[Stored data]
************

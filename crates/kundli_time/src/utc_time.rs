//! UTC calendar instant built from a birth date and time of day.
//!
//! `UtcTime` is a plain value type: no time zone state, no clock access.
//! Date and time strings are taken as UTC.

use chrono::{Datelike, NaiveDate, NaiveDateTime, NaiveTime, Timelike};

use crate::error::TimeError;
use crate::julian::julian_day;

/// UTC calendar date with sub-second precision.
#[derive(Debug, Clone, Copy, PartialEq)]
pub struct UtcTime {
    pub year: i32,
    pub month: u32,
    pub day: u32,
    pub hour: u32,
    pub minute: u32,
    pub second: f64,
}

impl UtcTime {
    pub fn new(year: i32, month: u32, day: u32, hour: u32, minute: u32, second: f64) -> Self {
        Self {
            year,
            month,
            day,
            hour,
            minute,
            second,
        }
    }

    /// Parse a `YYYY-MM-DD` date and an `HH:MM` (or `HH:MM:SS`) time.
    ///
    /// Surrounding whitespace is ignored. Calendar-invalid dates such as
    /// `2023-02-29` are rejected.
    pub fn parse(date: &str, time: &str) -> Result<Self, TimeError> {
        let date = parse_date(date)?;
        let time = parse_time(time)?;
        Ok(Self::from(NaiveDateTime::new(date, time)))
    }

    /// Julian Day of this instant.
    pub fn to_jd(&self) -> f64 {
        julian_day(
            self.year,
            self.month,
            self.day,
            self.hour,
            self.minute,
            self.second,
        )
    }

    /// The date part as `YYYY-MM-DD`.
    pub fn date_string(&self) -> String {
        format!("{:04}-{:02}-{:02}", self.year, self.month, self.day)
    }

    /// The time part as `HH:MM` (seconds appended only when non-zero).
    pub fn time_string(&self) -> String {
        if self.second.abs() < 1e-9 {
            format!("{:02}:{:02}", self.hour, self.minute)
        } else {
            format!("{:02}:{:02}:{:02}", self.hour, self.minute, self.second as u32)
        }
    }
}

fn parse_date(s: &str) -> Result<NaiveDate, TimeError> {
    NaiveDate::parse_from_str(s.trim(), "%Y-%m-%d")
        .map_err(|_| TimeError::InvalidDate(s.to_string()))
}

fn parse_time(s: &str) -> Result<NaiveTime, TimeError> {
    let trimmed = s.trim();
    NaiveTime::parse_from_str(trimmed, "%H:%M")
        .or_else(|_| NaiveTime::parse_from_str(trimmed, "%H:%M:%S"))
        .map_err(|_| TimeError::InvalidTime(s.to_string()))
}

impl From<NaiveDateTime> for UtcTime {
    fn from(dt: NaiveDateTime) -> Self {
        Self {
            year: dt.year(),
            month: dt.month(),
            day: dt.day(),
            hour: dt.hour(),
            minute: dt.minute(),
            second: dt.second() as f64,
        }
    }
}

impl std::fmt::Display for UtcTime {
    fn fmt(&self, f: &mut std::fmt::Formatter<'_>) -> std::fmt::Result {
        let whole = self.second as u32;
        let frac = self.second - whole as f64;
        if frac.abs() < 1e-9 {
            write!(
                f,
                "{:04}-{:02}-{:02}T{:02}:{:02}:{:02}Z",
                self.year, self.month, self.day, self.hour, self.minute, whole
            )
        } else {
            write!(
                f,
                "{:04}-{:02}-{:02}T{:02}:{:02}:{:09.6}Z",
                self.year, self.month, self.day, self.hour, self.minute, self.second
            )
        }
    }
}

************

• EXERCISE
Print exactly the lines from the beginning of the entries through the line with "taken as UTC.". Output nothing more.

• ANSWER BOX
filename crates/kundli_time/src/utc_time.rs
//! UTC calendar instant built from a birth date and time of day.
//!
//! `UtcTime` is a plain value type: no time zone state, no clock access.
//! Date and time strings are taken as UTC.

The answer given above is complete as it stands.